Exercise requirements
For this exercise, return exactly the lines of the material below that begin at the one with "Self::new(script)" and stop after the one with "impl Connection for".

The records
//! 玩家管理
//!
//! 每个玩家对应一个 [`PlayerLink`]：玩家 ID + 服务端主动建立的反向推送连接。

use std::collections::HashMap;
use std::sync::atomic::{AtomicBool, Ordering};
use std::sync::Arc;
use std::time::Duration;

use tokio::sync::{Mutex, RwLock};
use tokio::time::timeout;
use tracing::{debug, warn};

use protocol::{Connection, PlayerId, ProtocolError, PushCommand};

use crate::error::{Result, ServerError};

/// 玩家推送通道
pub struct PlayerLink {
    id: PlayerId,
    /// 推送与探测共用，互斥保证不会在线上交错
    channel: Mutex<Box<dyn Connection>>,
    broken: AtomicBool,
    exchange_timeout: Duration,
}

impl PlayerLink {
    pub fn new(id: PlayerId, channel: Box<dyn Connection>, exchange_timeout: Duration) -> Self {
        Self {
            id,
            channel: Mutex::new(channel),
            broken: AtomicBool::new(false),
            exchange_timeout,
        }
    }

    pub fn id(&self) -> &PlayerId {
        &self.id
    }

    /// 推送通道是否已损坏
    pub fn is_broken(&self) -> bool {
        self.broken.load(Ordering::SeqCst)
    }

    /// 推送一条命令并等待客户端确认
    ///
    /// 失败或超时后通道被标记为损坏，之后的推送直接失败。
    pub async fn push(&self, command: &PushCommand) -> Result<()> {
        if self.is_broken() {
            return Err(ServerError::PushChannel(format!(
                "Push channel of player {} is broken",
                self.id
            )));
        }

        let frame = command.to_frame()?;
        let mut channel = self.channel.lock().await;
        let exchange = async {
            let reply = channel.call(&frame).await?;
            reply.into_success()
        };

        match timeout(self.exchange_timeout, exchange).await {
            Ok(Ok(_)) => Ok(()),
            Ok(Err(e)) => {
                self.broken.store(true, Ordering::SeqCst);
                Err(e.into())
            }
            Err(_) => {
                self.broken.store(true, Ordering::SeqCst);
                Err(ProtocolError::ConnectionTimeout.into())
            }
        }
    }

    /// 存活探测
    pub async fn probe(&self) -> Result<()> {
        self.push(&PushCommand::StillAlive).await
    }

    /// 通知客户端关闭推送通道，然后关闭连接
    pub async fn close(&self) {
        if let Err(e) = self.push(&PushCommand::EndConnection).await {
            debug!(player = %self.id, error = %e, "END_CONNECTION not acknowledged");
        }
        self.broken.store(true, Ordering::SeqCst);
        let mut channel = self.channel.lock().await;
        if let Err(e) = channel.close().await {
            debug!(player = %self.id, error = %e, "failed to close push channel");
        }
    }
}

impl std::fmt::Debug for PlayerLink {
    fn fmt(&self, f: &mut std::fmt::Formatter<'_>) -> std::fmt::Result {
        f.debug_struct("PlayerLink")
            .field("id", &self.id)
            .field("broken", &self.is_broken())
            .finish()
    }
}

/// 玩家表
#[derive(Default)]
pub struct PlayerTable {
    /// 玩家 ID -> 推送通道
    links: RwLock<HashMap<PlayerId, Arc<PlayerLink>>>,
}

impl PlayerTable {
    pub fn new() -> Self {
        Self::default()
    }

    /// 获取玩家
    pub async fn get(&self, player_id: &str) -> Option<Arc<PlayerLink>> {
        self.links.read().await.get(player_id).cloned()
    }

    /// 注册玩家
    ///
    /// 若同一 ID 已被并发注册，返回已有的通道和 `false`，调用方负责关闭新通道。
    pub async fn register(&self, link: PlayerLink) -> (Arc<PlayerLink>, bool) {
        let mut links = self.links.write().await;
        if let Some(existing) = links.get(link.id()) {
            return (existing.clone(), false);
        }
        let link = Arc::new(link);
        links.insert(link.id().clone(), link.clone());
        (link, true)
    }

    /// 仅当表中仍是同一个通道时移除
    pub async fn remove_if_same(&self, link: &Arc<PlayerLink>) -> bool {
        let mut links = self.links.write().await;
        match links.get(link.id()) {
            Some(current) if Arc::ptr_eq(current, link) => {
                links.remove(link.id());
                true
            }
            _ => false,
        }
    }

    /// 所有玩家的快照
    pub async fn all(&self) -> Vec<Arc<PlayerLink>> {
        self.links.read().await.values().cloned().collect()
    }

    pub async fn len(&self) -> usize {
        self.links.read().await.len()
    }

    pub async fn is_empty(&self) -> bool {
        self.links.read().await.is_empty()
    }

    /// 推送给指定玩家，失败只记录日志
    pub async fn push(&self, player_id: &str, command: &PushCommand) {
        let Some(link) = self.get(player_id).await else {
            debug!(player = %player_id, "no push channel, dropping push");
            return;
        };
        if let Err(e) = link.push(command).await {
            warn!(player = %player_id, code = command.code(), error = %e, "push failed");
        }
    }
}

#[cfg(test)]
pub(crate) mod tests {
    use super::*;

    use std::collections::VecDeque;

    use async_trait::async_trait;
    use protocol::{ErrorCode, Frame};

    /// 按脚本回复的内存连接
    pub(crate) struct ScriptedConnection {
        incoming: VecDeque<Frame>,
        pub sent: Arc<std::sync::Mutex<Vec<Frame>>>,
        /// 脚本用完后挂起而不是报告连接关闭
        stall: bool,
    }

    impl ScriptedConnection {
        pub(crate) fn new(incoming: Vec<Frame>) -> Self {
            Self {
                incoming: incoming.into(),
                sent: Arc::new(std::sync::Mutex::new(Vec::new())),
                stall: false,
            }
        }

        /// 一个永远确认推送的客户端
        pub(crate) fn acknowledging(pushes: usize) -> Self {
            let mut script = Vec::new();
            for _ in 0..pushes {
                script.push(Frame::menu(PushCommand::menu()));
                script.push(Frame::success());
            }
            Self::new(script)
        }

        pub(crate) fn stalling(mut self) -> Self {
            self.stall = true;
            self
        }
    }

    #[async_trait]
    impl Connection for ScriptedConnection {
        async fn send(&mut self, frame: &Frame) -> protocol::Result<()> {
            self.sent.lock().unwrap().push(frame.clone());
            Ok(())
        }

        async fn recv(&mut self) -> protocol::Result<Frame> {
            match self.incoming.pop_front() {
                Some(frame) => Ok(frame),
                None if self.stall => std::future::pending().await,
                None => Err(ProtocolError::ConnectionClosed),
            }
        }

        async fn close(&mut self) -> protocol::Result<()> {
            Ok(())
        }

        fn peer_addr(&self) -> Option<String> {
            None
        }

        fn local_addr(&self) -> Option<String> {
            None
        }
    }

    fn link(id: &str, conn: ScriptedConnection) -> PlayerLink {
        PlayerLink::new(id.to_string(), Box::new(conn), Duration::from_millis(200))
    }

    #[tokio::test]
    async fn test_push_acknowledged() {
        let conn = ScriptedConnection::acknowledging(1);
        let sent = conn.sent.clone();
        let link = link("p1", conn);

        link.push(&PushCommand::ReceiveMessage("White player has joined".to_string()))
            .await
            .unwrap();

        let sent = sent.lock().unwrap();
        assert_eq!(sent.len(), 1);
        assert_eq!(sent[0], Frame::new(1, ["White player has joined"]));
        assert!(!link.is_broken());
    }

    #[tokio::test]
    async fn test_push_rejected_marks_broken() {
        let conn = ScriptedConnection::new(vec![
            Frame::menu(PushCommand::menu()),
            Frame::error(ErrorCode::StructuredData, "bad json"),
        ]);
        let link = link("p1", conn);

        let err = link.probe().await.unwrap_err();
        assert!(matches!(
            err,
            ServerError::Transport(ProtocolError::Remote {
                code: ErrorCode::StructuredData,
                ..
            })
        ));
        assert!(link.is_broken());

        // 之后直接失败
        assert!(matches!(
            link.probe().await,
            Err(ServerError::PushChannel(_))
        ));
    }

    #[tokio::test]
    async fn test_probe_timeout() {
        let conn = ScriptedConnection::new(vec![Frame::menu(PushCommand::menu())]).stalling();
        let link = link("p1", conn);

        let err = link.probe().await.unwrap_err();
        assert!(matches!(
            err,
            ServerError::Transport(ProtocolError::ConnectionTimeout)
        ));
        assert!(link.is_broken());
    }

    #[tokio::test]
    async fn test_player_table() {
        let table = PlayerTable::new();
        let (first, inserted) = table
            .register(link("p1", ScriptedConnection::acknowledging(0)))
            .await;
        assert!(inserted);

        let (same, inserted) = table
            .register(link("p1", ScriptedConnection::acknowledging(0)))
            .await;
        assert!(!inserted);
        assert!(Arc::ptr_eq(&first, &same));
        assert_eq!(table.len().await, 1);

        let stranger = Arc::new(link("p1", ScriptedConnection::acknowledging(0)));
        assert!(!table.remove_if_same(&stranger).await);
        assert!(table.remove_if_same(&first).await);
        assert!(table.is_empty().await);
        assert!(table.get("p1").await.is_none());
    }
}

Result below
            Self::new(script)
        }

        pub(crate) fn stalling(mut self) -> Self {
            self.stall = true;
            self
        }
    }

    #[async_trait]
    impl Connection for ScriptedConnection {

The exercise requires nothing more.